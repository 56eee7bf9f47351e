//! Request handler definitions
//!
//! Every handler is a thin shim over one engine API call. Handlers that need more than a line or two of glue keep that
//! glue in a private helper below the handler.
//!
//! All handlers are async. Database and payment processor calls are awaited, so a slow call never blocks the worker
//! thread that is serving it.
use std::str::FromStr;

use actix_web::{get, web, HttpRequest, HttpResponse, Responder};
use log::*;
use marketplace_engine::{
    db_types::{FeeSettings, NewOrder, NewRefund, OrderId, PaymentMethod, Store},
    order_objects::NewCartItem,
    rules::checkout::PaymentConfirmation,
    traits::{CountryResolver, MarketplaceDatabase, PaymentProcessor},
    CheckoutApi,
    MarketplaceError,
    MessagingApi,
    OrderFlowApi,
    RefundApi,
    StoreApi,
    WithdrawalApi,
};
use mkt_common::Money;

use crate::{
    config::ServerOptions,
    data_objects::{
        CancelParams,
        CardCheckParams,
        DisputeParams,
        JsonResponse,
        MessageParams,
        PaymentIntentParams,
        PaymentOptionsQuery,
        PickupCodeParams,
        ProcessorAccountParams,
        QuantityUpdate,
        SellerRegistration,
        StripeEvent,
        StripePaymentIntentObject,
        TransferProofParams,
        WithdrawalParams,
    },
    errors::ServerError,
    helpers::get_remote_ip,
};

// Web-actix cannot handle generics in handlers, so it's implemented manually using the `route!` macro
#[macro_export]
macro_rules! route {
    ($name:ident => $method:ident $path:literal impl $($bounds:ty),+) => {
        paste::paste! { pub struct [<$name:camel Route>]< $( [< T $bounds:camel> ],)+ >( $( core::marker::PhantomData<fn() -> [< T $bounds:camel> ] >,)+ );}
        paste::paste! { impl< $( [< T $bounds:camel> ],)+ > [<$name:camel Route>]< $( [< T $bounds:camel> ],)+ > {
            #[allow(clippy::new_without_default)]
            pub fn new() -> Self {
                Self($( core::marker::PhantomData::<fn() -> [< T $bounds:camel> ] >,)+)
            }
        }}
        paste::paste! { impl<$( [< T $bounds:camel >] , )+> actix_web::dev::HttpServiceFactory for [<$name:camel Route>]<$([<T $bounds:camel>],)+>
        where
            $([<T $bounds:camel>]: $bounds + 'static,)+
        {
            fn register(self, config: &mut actix_web::dev::AppService) {
                let res = actix_web::Resource::new($path)
                    .name(stringify!($name))
                    .guard(actix_web::guard::$method())
                    .to($name::< $( [< T $bounds:camel >], )+>);
                actix_web::dev::HttpServiceFactory::register(res, config);
            }
        }}
    };
}

// ----------------------------------------------   Health  ----------------------------------------------------
#[get("/health")]
pub async fn health() -> impl Responder {
    trace!("💻️ Received health check request");
    HttpResponse::Ok().body("👍️\n")
}

//----------------------------------------------   Orders  ----------------------------------------------------
route!(start_order => Post "/orders" impl MarketplaceDatabase);
/// Opens a new, empty cart. The order id is chosen by the client and must be unique.
pub async fn start_order<B: MarketplaceDatabase>(
    body: web::Json<NewOrder>,
    api: web::Data<OrderFlowApi<B>>,
) -> Result<HttpResponse, ServerError> {
    let order = body.into_inner();
    debug!("💻️ POST new order {} for store {}", order.order_id, order.store_id);
    let order = api.start_order(order).await?;
    Ok(HttpResponse::Created().json(order))
}

route!(order_by_id => Get "/orders/{order_id}" impl MarketplaceDatabase);
pub async fn order_by_id<B: MarketplaceDatabase>(
    path: web::Path<OrderId>,
    api: web::Data<OrderFlowApi<B>>,
) -> Result<HttpResponse, ServerError> {
    let order_id = path.into_inner();
    trace!("💻️ GET order {order_id}");
    Ok(HttpResponse::Ok().json(api.fetch_order(&order_id).await?))
}

route!(order_session => Get "/orders/{order_id}/session" impl MarketplaceDatabase);
/// The order together with its phase, quote, allowed actions and refunds. This is what buyer and seller views render.
pub async fn order_session<B: MarketplaceDatabase>(
    path: web::Path<OrderId>,
    api: web::Data<OrderFlowApi<B>>,
) -> Result<HttpResponse, ServerError> {
    let order_id = path.into_inner();
    trace!("💻️ GET session for order {order_id}");
    Ok(HttpResponse::Ok().json(api.session(&order_id).await?))
}

route!(order_quote => Get "/orders/{order_id}/quote" impl MarketplaceDatabase);
pub async fn order_quote<B: MarketplaceDatabase>(
    path: web::Path<OrderId>,
    api: web::Data<OrderFlowApi<B>>,
) -> Result<HttpResponse, ServerError> {
    let order_id = path.into_inner();
    Ok(HttpResponse::Ok().json(api.quote(&order_id).await?))
}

____

### PROBLEM
Type out the whole listing once more, exactly as written.

### OUTPUT FOR THIS EXERCISE
repository 56eee7bf9f47351e
//! Request handler definitions
//!
//! Every handler is a thin shim over one engine API call. Handlers that need more than a line or two of glue keep that
//! glue in a private helper below the handler.
//!
//! All handlers are async. Database and payment processor calls are awaited, so a slow call never blocks the worker
//! thread that is serving it.
use std::str::FromStr;

use actix_web::{get, web, HttpRequest, HttpResponse, Responder};
use log::*;
use marketplace_engine::{
    db_types::{FeeSettings, NewOrder, NewRefund, OrderId, PaymentMethod, Store},
    order_objects::NewCartItem,
    rules::checkout::PaymentConfirmation,
    traits::{CountryResolver, MarketplaceDatabase, PaymentProcessor},
    CheckoutApi,
    MarketplaceError,
    MessagingApi,
    OrderFlowApi,
    RefundApi,
    StoreApi,
    WithdrawalApi,
};
use mkt_common::Money;

use crate::{
    config::ServerOptions,
    data_objects::{
        CancelParams,
        CardCheckParams,
        DisputeParams,
        JsonResponse,
        MessageParams,
        PaymentIntentParams,
        PaymentOptionsQuery,
        PickupCodeParams,
        ProcessorAccountParams,
        QuantityUpdate,
        SellerRegistration,
        StripeEvent,
        StripePaymentIntentObject,
        TransferProofParams,
        WithdrawalParams,
    },
    errors::ServerError,
    helpers::get_remote_ip,
};

// Web-actix cannot handle generics in handlers, so it's implemented manually using the `route!` macro
#[macro_export]
macro_rules! route {
    ($name:ident => $method:ident $path:literal impl $($bounds:ty),+) => {
        paste::paste! { pub struct [<$name:camel Route>]< $( [< T $bounds:camel> ],)+ >( $( core::marker::PhantomData<fn() -> [< T $bounds:camel> ] >,)+ );}
        paste::paste! { impl< $( [< T $bounds:camel> ],)+ > [<$name:camel Route>]< $( [< T $bounds:camel> ],)+ > {
            #[allow(clippy::new_without_default)]
            pub fn new() -> Self {
                Self($( core::marker::PhantomData::<fn() -> [< T $bounds:camel> ] >,)+)
            }
        }}
        paste::paste! { impl<$( [< T $bounds:camel >] , )+> actix_web::dev::HttpServiceFactory for [<$name:camel Route>]<$([<T $bounds:camel>],)+>
        where
            $([<T $bounds:camel>]: $bounds + 'static,)+
        {
            fn register(self, config: &mut actix_web::dev::AppService) {
                let res = actix_web::Resource::new($path)
                    .name(stringify!($name))
                    .guard(actix_web::guard::$method())
                    .to($name::< $( [< T $bounds:camel >], )+>);
                actix_web::dev::HttpServiceFactory::register(res, config);
            }
        }}
    };
}

// ----------------------------------------------   Health  ----------------------------------------------------
#[get("/health")]
pub async fn health() -> impl Responder {
    trace!("💻️ Received health check request");
    HttpResponse::Ok().body("👍️\n")
}

//----------------------------------------------   Orders  ----------------------------------------------------
route!(start_order => Post "/orders" impl MarketplaceDatabase);
/// Opens a new, empty cart. The order id is chosen by the client and must be unique.
pub async fn start_order<B: MarketplaceDatabase>(
    body: web::Json<NewOrder>,
    api: web::Data<OrderFlowApi<B>>,
) -> Result<HttpResponse, ServerError> {
    let order = body.into_inner();
    debug!("💻️ POST new order {} for store {}", order.order_id, order.store_id);
    let order = api.start_order(order).await?;
    Ok(HttpResponse::Created().json(order))
}

route!(order_by_id => Get "/orders/{order_id}" impl MarketplaceDatabase);
pub async fn order_by_id<B: MarketplaceDatabase>(
    path: web::Path<OrderId>,
    api: web::Data<OrderFlowApi<B>>,
) -> Result<HttpResponse, ServerError> {
    let order_id = path.into_inner();
    trace!("💻️ GET order {order_id}");
    Ok(HttpResponse::Ok().json(api.fetch_order(&order_id).await?))
}

route!(order_session => Get "/orders/{order_id}/session" impl MarketplaceDatabase);
/// The order together with its phase, quote, allowed actions and refunds. This is what buyer and seller views render.
pub async fn order_session<B: MarketplaceDatabase>(
    path: web::Path<OrderId>,
    api: web::Data<OrderFlowApi<B>>,
) -> Result<HttpResponse, ServerError> {
    let order_id = path.into_inner();
    trace!("💻️ GET session for order {order_id}");
    Ok(HttpResponse::Ok().json(api.session(&order_id).await?))
}

route!(order_quote => Get "/orders/{order_id}/quote" impl MarketplaceDatabase);
pub async fn order_quote<B: MarketplaceDatabase>(
    path: web::Path<OrderId>,
    api: web::Data<OrderFlowApi<B>>,
) -> Result<HttpResponse, ServerError> {
    let order_id = path.into_inner();
    Ok(HttpResponse::Ok().json(api.quote(&order_id).await?))
}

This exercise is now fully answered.